The court painter to Louis XVI and Marie-Antoinette, Elisabeth Louise Vigée Le Brun, was the first internationally celebrated woman artist. But only now, more than 170 years after her death, has France got round to dedicating an exhibition to her, reports the BBC.
Probably the most famous of Elisabeth Louise Vigée le Brun's paintings is the monumental portrait of Queen Marie-Antoinette and her three children, normally on display at the royal palace in Versailles.
The queen looks serious and demure - nothing like the gadabout many took her to be. Her elder boy - the dauphin - points to an empty crib, where there should have been a baby girl had she not died.
Painted in 1787, two years before the Revolution, Marie-Antoinette and her children was a clear attempt to rehabilitate the image of the unpopular Queen, whose image had just been dragged deeper into the mud by the so-called diamond necklace affair (in which a woman impersonating her had defrauded the crown jewellers).
This was the queen as dynastic mother, faithfully offering her children to the nation.
But it was to no avail. The mood was turning. In 1789 the mob forced the royal family to move from Versailles into Paris. Vigée Le Brun saw that her own life was in danger too, so on 6 October she disguised herself as a maid and fled.

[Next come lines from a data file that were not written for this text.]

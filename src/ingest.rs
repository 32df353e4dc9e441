//! Document ingestion: turn an attached file into prompt text.
//!
//! The file is uploaded to the router's document-parsing endpoint and the
//! returned plain text is appended to the prompt buffer as a delimited block.
//! A failed upload appends a visible error marker instead, so an attachment
//! never silently disappears.
//!
//! Uploads can run in the background ([`DocumentIngestor::spawn`]); the
//! result is spliced into whatever the buffer holds when it arrives, always
//! at the end, so the operator's typing before and during the upload is kept.

use std::fs;
use std::path::Path;
use std::sync::Arc;
use std::sync::mpsc::{self, Receiver, TryRecvError};
use std::thread;

use crate::client::RouterApi;
use crate::error::{ConsoleError, Result};
use crate::trace::TraceSession;

/// Result of one attachment.
#[derive(Debug, Clone, PartialEq, Eq)]
pub enum IngestOutcome {
    Attached { file_name: String, text: String },
    Failed { file_name: String, error: ConsoleError },
}

impl IngestOutcome {
    pub fn file_name(&self) -> &str {
        match self {
            Self::Attached { file_name, .. } | Self::Failed { file_name, .. } => file_name,
        }
    }

    pub fn is_attached(&self) -> bool {
        matches!(self, Self::Attached { .. })
    }

    /// Text appended to the prompt buffer.
    pub fn block(&self) -> String {
        match self {
            Self::Attached { file_name, text } => {
                format!("\n\n[Attached File: {file_name}]\n{text}\n\n")
            }
            Self::Failed { file_name, error } => {
                format!("\n[Error uploading {file_name}: {error}]")
            }
        }
    }

    /// Append this outcome to the end of the session's prompt.
    pub fn splice_into(&self, session: &mut TraceSession) -> Result<()> {
        session.append_prompt(&self.block())
    }
}

/// Uploads attachments through a [`RouterApi`].
pub struct DocumentIngestor {
    api: Arc<dyn RouterApi>,
}

impl DocumentIngestor {
    pub fn new(api: Arc<dyn RouterApi>) -> Self {
        Self { api }
    }

    /// Upload a file from disk.
    ///
    /// An empty path is a validation error; anything that goes wrong after
    /// that (unreadable file, router failure) becomes a `Failed` outcome.
    pub fn ingest_path(&self, path: &Path) -> Result<IngestOutcome> {
        let file_name = selected_file_name(path)?;
        Ok(match fs::read(path) {
            Ok(bytes) => self.ingest_bytes(&file_name, &bytes),
            Err(e) => {
                tracing::warn!(file = %path.display(), error = %e, "could not read attachment");
                IngestOutcome::Failed {
                    file_name,
                    error: ConsoleError::validation(format!("could not read file: {e}")),
                }
            }
        })
    }

    /// Upload already-loaded file contents.
    pub fn ingest_bytes(&self, file_name: &str, bytes: &[u8]) -> IngestOutcome {
        match self.api.parse_document(file_name, bytes) {
            Ok(text) => IngestOutcome::Attached {
                file_name: file_name.to_string(),
                text,
            },
            Err(error) => {
                tracing::warn!(file = file_name, kind = error.kind(), error = %error, "document parsing failed");
                IngestOutcome::Failed {
                    file_name: file_name.to_string(),
                    error,
                }
            }
        }
    }

    /// Upload on a background thread.
    pub fn spawn(&self, path: &Path) -> Result<PendingIngest> {
        let file_name = selected_file_name(path)?;
        let (tx, rx) = mpsc::channel();
        let ingestor = Self {
            api: Arc::clone(&self.api),
        };
        let path = path.to_path_buf();
        let fallback_name = file_name.clone();
        let spawned = thread::Builder::new()
            .name("routescope-ingest".to_string())
            .spawn(move || {
                let outcome = ingestor
                    .ingest_path(&path)
                    .unwrap_or_else(|error| IngestOutcome::Failed {
                        file_name: fallback_name,
                        error,
                    });
                let _ = tx.send(outcome);
            });
        if let Err(e) = spawned {
            return Ok(PendingIngest::ready(IngestOutcome::Failed {
                file_name,
                error: ConsoleError::transport(format!("could not start upload: {e}")),
            }));
        }
        Ok(PendingIngest {
            file_name,
            rx: Some(rx),
            ready: None,
        })
    }
}

/// An upload still in flight.
pub struct PendingIngest {
    file_name: String,
    rx: Option<Receiver<IngestOutcome>>,
    ready: Option<IngestOutcome>,
}

impl PendingIngest {
    fn ready(outcome: IngestOutcome) -> Self {
        Self {
            file_name: outcome.file_name().to_string(),
            rx: None,
            ready: Some(outcome),
        }
    }

    pub fn file_name(&self) -> &str {
        &self.file_name
    }

    /// The outcome, if the upload has finished. Yields it exactly once.
    pub fn try_take(&mut self) -> Option<IngestOutcome> {
        if let Some(outcome) = self.ready.take() {
            return Some(outcome);
        }
        let rx = self.rx.as_ref()?;
        match rx.try_recv() {
            Ok(outcome) => {
                self.rx = None;
                Some(outcome)
            }
            Err(TryRecvError::Empty) => None,
            Err(TryRecvError::Disconnected) => {
                self.rx = None;
                Some(IngestOutcome::Failed {
                    file_name: self.file_name.clone(),
                    error: ConsoleError::transport("upload worker exited without a result"),
                })
            }
        }
    }

    /// Block until the upload finishes.
    pub fn wait(mut self) -> IngestOutcome {
        if let Some(outcome) = self.ready.take() {
            return outcome;
        }
        self.rx
            .take()
            .and_then(|rx| rx.recv().ok())
            .unwrap_or_else(|| IngestOutcome::Failed {
                file_name: self.file_name.clone(),
                error: ConsoleError::transport("upload worker exited without a result"),
            })
    }
}

fn selected_file_name(path: &Path) -> Result<String> {
    if path.as_os_str().is_empty() {
        return Err(ConsoleError::validation("no file selected"));
    }
    Ok(path
        .file_name()
        .map(|n| n.to_string_lossy().into_owned())
        .unwrap_or_else(|| path.display().to_string()))
}

#[cfg(test)]
mod tests {
    use super::*;
    use std::path::PathBuf;

    use crate::client::wire::{CompletionRequest, CompletionResponse};
    use crate::store::StatsPatch;

    /// Echoes the upload back as upper-case text, or fails.
    struct EchoApi {
        fail: bool,
    }

    impl RouterApi for EchoApi {
        fn fetch_stats(&self) -> Result<StatsPatch> {
            Ok(StatsPatch::default())
        }
        fn complete(&self, _: &CompletionRequest) -> Result<CompletionResponse> {
            Err(ConsoleError::transport("not used"))
        }
        fn parse_document(&self, _: &str, data: &[u8]) -> Result<String> {
            if self.fail {
                Err(ConsoleError::protocol("HTTP 400: Invalid PDF file"))
            } else {
                Ok(String::from_utf8_lossy(data).to_uppercase())
            }
        }
        fn clear_cache(&self) -> Result<()> {
            Ok(())
        }
        fn health(&self) -> Result<()> {
            Ok(())
        }
    }

    fn ingestor(fail: bool) -> DocumentIngestor {
        DocumentIngestor::new(Arc::new(EchoApi { fail }))
    }

    fn temp_file(name: &str, contents: &str) -> PathBuf {
        let dir = std::env::temp_dir().join(format!("routescope-ingest-{}", std::process::id()));
        fs::create_dir_all(&dir).unwrap();
        let path = dir.join(name);
        fs::write(&path, contents).unwrap();
        path
    }

    #[test]
    fn attached_block_is_appended_after_typed_text() {
        let mut session = TraceSession::with_prompt("Summarize this:");
        let outcome = ingestor(false).ingest_bytes("notes.txt", b"alpha beta");
        outcome.splice_into(&mut session).unwrap();
        assert_eq!(
            session.prompt(),
            "Summarize this:\n\n[Attached File: notes.txt]\nALPHA BETA\n\n"
        );
    }

    #[test]
    fn failed_upload_leaves_inline_marker() {
        let mut session = TraceSession::with_prompt("Read:");
        let outcome = ingestor(true).ingest_bytes("report.pdf", b"%PDF");
        assert!(!outcome.is_attached());
        outcome.splice_into(&mut session).unwrap();
        assert!(session.prompt().starts_with("Read:\n[Error uploading report.pdf: "));
        assert!(session.prompt().contains("Invalid PDF file"));
        assert!(session.prompt().ends_with(']'));
    }

    #[test]
    fn empty_path_is_no_file_selected() {
        let err = ingestor(false).ingest_path(Path::new("")).unwrap_err();
        assert!(err.is_validation());
        assert_eq!(err.to_string(), "no file selected");
    }

    #[test]
    fn unreadable_file_becomes_failed_outcome() {
        let outcome = ingestor(false)
            .ingest_path(Path::new("/definitely/not/here/missing.txt"))
            .unwrap();
        assert_eq!(outcome.file_name(), "missing.txt");
        assert!(!outcome.is_attached());
    }

    #[test]
    fn background_failure_names_the_bare_file() {
        let outcome = ingestor(false)
            .spawn(Path::new("/definitely/not/here/notes.txt"))
            .unwrap()
            .wait();
        assert_eq!(outcome.file_name(), "notes.txt");
        assert!(outcome.block().starts_with("\n[Error uploading notes.txt: "));
    }

    #[test]
    fn background_upload_splices_at_arrival() {
        let path = temp_file("bg.txt", "body");
        let pending = ingestor(false).spawn(&path).unwrap();
        assert_eq!(pending.file_name(), "bg.txt");

        // The operator keeps typing while the upload runs.
        let mut session = TraceSession::with_prompt("first");
        session.append_prompt(" second").unwrap();

        let outcome = pending.wait();
        outcome.splice_into(&mut session).unwrap();
        assert_eq!(
            session.prompt(),
            "first second\n\n[Attached File: bg.txt]\nBODY\n\n"
        );
    }

    #[test]
    fn two_quick_uploads_each_append_once() {
        let a = temp_file("a.txt", "one");
        let b = temp_file("b.txt", "two");
        let ing = ingestor(false);
        let first = ing.spawn(&a).unwrap();
        let second = ing.spawn(&b).unwrap();

        let mut session = TraceSession::with_prompt("ctx");
        // Whichever lands first goes first; both survive intact.
        second.wait().splice_into(&mut session).unwrap();
        first.wait().splice_into(&mut session).unwrap();
        assert_eq!(
            session.prompt(),
            "ctx\n\n[Attached File: b.txt]\nTWO\n\n\n\n[Attached File: a.txt]\nONE\n\n"
        );
    }

    #[test]
    fn try_take_yields_once() {
        let path = temp_file("once.txt", "x");
        let mut pending = ingestor(false).spawn(&path).unwrap();
        let outcome = loop {
            if let Some(outcome) = pending.try_take() {
                break outcome;
            }
            thread::yield_now();
        };
        assert!(outcome.is_attached());
        assert!(pending.try_take().is_none());
    }
}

Today Marie-Antoinette and her children is the crowning piece in this first ever exhibition in France dedicated to the country's most famous woman artist, at the Grand Palais until 11 January.
More than 150 pictures have been assembled from collections all over the world, but that is still only a fraction of the more than 1,000 paintings she made during her long life, from 1755 to 1842.